§ **What the task requires**: Whenever a line in the records below holds the string "WireName", copy it out.

======== Available data

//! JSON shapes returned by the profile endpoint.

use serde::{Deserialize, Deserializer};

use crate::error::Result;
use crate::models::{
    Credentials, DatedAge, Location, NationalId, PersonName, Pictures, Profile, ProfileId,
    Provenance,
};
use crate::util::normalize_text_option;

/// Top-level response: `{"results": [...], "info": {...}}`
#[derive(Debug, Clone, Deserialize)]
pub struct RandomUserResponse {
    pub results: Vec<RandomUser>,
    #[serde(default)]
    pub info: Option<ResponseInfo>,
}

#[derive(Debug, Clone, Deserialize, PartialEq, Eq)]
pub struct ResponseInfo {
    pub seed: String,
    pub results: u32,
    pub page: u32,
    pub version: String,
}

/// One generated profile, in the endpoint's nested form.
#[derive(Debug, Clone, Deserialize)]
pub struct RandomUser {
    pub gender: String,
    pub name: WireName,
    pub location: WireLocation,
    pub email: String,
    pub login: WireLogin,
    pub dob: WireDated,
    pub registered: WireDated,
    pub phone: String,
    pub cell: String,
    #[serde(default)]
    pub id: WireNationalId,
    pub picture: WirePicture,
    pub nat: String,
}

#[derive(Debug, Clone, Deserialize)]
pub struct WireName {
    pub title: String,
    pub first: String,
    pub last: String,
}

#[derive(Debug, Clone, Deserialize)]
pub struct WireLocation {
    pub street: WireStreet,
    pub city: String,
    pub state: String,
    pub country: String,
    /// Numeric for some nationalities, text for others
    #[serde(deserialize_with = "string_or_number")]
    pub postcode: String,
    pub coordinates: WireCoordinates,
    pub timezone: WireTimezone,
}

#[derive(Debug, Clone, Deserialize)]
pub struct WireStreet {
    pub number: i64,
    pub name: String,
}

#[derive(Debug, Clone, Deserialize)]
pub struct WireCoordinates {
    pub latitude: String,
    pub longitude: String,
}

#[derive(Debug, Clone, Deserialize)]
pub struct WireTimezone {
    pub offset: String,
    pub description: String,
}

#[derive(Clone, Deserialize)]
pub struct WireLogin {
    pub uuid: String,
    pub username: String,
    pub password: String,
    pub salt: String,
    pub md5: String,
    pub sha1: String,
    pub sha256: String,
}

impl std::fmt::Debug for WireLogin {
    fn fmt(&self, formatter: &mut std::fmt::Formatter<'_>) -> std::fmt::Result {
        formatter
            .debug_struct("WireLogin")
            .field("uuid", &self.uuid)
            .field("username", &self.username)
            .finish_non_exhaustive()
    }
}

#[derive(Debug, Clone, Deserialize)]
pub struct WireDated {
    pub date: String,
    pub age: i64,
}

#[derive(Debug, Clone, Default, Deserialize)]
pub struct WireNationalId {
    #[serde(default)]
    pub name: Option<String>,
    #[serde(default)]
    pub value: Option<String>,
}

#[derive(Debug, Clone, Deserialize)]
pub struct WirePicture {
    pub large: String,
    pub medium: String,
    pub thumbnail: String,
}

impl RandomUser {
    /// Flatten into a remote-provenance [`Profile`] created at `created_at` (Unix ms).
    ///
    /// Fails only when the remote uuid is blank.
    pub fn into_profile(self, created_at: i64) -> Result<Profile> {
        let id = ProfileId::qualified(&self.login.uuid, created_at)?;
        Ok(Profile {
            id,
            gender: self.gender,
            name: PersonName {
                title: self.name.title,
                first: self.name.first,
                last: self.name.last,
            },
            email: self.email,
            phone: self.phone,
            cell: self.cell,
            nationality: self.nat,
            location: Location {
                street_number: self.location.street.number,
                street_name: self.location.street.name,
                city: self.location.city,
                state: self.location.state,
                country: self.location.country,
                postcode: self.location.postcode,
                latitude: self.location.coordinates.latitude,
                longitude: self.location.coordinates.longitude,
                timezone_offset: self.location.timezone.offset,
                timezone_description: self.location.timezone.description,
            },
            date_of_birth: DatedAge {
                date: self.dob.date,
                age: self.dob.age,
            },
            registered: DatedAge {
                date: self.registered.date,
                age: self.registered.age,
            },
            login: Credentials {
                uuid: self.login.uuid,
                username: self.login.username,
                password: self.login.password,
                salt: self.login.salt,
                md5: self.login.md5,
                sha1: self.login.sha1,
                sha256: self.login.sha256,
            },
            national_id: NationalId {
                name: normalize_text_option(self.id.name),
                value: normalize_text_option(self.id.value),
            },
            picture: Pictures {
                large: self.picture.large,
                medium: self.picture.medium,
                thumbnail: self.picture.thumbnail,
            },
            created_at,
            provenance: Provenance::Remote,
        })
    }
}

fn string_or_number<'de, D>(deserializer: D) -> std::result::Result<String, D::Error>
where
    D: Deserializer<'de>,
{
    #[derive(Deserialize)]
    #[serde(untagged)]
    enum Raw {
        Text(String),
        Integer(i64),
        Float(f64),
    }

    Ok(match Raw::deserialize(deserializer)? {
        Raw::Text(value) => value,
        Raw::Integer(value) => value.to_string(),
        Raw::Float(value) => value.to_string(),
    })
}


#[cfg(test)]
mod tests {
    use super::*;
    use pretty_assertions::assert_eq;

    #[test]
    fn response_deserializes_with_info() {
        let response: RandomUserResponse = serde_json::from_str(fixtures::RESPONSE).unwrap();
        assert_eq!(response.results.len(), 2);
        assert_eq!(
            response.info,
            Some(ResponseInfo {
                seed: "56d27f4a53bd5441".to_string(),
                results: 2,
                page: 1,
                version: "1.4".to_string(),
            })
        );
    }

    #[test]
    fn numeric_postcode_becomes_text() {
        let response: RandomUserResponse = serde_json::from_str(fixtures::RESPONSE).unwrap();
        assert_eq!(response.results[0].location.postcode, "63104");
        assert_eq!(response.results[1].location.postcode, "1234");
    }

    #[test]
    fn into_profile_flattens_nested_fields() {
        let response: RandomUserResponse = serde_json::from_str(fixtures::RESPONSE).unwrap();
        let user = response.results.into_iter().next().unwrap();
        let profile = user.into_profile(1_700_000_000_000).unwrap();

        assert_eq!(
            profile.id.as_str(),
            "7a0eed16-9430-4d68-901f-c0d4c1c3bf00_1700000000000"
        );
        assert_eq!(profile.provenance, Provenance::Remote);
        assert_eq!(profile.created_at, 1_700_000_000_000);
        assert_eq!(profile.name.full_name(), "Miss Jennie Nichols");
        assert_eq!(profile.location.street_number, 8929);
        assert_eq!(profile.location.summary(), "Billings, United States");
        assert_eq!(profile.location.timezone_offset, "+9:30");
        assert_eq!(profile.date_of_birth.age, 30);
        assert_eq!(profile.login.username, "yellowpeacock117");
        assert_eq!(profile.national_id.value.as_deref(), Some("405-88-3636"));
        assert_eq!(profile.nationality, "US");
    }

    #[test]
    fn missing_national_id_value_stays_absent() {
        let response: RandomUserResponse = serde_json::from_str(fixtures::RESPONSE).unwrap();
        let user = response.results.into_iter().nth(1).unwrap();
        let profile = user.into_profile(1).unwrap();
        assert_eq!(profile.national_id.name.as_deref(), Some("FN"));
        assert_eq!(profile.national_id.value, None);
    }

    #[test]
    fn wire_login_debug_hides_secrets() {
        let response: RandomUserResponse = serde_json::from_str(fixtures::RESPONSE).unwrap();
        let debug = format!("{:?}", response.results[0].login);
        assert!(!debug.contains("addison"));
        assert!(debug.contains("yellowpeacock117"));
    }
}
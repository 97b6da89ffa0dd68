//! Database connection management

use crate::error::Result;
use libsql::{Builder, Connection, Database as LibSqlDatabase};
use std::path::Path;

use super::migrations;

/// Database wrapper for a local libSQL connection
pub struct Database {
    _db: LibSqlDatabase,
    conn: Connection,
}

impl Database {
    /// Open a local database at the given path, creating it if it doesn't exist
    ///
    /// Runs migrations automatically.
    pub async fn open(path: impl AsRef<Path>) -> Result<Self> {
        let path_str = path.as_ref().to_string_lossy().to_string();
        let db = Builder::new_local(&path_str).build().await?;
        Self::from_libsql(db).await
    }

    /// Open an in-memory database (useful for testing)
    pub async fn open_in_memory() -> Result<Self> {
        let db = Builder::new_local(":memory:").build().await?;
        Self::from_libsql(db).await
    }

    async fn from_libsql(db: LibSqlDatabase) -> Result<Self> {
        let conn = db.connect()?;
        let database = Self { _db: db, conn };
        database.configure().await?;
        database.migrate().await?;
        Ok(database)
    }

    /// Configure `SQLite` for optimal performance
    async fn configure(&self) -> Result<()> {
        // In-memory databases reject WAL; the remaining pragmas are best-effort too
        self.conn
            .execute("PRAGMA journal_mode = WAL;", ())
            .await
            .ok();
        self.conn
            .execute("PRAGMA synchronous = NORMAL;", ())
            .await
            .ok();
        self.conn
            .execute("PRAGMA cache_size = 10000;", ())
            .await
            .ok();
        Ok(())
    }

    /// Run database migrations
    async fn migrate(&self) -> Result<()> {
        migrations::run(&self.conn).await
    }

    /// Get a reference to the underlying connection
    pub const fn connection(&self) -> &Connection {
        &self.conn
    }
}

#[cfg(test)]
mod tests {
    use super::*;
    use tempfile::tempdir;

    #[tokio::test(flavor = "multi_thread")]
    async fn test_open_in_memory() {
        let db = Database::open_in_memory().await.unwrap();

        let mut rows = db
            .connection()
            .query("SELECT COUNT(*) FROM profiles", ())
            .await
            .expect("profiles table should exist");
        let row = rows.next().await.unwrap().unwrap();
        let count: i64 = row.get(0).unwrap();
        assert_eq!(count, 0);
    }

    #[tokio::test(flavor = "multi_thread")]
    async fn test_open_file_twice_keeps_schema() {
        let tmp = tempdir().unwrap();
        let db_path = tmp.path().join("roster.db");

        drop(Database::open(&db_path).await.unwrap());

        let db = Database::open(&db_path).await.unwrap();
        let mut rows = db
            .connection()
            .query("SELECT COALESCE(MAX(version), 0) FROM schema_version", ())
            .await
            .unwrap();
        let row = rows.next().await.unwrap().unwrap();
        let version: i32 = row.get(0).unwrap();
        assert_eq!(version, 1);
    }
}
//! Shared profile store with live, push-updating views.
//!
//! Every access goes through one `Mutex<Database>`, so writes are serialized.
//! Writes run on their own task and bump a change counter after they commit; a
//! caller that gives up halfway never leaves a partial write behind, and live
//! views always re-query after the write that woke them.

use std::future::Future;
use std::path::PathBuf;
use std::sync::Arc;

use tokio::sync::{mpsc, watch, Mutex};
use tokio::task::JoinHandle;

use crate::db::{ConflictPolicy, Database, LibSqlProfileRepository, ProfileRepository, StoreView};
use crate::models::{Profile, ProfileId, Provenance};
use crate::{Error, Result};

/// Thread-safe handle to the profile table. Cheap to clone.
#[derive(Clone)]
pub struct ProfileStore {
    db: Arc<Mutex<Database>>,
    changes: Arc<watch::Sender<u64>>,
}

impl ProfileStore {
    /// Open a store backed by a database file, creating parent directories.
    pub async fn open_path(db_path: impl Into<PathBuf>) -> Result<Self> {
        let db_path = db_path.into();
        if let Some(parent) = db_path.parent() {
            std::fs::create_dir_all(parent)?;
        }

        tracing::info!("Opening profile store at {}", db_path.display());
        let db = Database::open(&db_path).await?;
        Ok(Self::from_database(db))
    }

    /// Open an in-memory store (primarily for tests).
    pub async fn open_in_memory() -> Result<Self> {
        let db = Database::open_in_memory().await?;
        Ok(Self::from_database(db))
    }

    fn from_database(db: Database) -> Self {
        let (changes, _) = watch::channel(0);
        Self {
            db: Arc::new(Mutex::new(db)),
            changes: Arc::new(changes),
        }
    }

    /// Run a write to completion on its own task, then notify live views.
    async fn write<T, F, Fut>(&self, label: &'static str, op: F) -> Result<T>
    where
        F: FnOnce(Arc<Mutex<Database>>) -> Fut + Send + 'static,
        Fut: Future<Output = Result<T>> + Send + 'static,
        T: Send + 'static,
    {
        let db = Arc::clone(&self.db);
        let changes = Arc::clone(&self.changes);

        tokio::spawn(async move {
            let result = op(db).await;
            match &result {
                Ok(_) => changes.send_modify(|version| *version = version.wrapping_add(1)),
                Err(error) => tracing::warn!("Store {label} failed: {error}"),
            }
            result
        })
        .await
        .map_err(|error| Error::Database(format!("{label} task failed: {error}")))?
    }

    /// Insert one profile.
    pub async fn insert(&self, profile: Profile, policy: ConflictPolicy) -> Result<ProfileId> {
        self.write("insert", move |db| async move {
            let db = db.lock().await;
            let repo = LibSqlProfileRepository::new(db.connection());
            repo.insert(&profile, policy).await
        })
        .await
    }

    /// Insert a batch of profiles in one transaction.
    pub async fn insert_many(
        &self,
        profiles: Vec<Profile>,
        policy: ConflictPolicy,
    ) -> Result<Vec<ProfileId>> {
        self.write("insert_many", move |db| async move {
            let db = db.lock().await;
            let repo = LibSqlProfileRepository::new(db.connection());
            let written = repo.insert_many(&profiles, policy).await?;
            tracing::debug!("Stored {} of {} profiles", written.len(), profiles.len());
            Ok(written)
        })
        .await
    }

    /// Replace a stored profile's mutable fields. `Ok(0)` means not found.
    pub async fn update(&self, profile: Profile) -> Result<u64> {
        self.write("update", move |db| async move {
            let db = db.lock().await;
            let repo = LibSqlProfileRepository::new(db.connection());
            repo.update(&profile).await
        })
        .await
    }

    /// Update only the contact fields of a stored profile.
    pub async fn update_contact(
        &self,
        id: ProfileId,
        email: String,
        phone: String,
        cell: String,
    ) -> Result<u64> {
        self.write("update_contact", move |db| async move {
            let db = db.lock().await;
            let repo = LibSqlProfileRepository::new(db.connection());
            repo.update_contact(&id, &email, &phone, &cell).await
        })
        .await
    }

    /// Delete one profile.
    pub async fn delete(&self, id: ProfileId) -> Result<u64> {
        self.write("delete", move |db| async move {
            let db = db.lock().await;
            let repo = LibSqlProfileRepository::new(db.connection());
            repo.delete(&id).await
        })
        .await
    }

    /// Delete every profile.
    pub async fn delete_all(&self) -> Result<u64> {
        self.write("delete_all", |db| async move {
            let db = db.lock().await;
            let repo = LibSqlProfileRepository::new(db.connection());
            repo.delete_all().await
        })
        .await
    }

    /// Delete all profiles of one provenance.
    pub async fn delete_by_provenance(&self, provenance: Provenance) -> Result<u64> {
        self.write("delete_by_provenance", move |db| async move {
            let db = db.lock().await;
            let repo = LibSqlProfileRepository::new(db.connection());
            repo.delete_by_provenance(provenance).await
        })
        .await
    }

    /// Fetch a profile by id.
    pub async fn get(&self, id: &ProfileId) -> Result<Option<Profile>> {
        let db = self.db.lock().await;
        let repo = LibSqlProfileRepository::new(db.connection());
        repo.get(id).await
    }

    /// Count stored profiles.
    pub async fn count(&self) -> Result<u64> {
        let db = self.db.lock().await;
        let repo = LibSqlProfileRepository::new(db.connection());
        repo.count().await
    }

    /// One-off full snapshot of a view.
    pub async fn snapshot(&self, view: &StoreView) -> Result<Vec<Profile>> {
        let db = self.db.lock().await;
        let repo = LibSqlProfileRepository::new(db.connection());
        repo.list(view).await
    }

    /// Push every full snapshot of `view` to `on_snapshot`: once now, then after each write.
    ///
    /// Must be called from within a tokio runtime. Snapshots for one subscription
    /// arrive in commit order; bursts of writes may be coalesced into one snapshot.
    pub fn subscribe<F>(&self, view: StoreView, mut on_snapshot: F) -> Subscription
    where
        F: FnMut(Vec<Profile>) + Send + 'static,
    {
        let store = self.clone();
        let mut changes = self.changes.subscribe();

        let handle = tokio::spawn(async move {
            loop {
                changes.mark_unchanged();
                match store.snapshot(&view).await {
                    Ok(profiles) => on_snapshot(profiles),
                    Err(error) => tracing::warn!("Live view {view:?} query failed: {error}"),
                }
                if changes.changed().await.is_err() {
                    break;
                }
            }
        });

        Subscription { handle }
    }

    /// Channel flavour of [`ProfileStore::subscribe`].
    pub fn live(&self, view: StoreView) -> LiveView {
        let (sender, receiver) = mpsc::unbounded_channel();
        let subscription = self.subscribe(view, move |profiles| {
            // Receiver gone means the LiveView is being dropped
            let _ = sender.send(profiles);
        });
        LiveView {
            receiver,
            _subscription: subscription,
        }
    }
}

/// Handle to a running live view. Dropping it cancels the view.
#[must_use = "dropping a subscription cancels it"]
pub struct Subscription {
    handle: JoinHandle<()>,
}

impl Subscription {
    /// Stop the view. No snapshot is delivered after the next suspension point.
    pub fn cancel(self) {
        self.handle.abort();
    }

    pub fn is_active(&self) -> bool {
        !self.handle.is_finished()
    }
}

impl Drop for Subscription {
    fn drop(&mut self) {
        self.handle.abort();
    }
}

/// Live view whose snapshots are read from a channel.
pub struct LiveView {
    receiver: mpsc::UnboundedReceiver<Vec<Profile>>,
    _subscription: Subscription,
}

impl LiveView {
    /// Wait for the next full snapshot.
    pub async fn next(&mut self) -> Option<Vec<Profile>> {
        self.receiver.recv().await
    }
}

================

§ **Exercise response**:
    pub name: WireName,
pub struct WireName {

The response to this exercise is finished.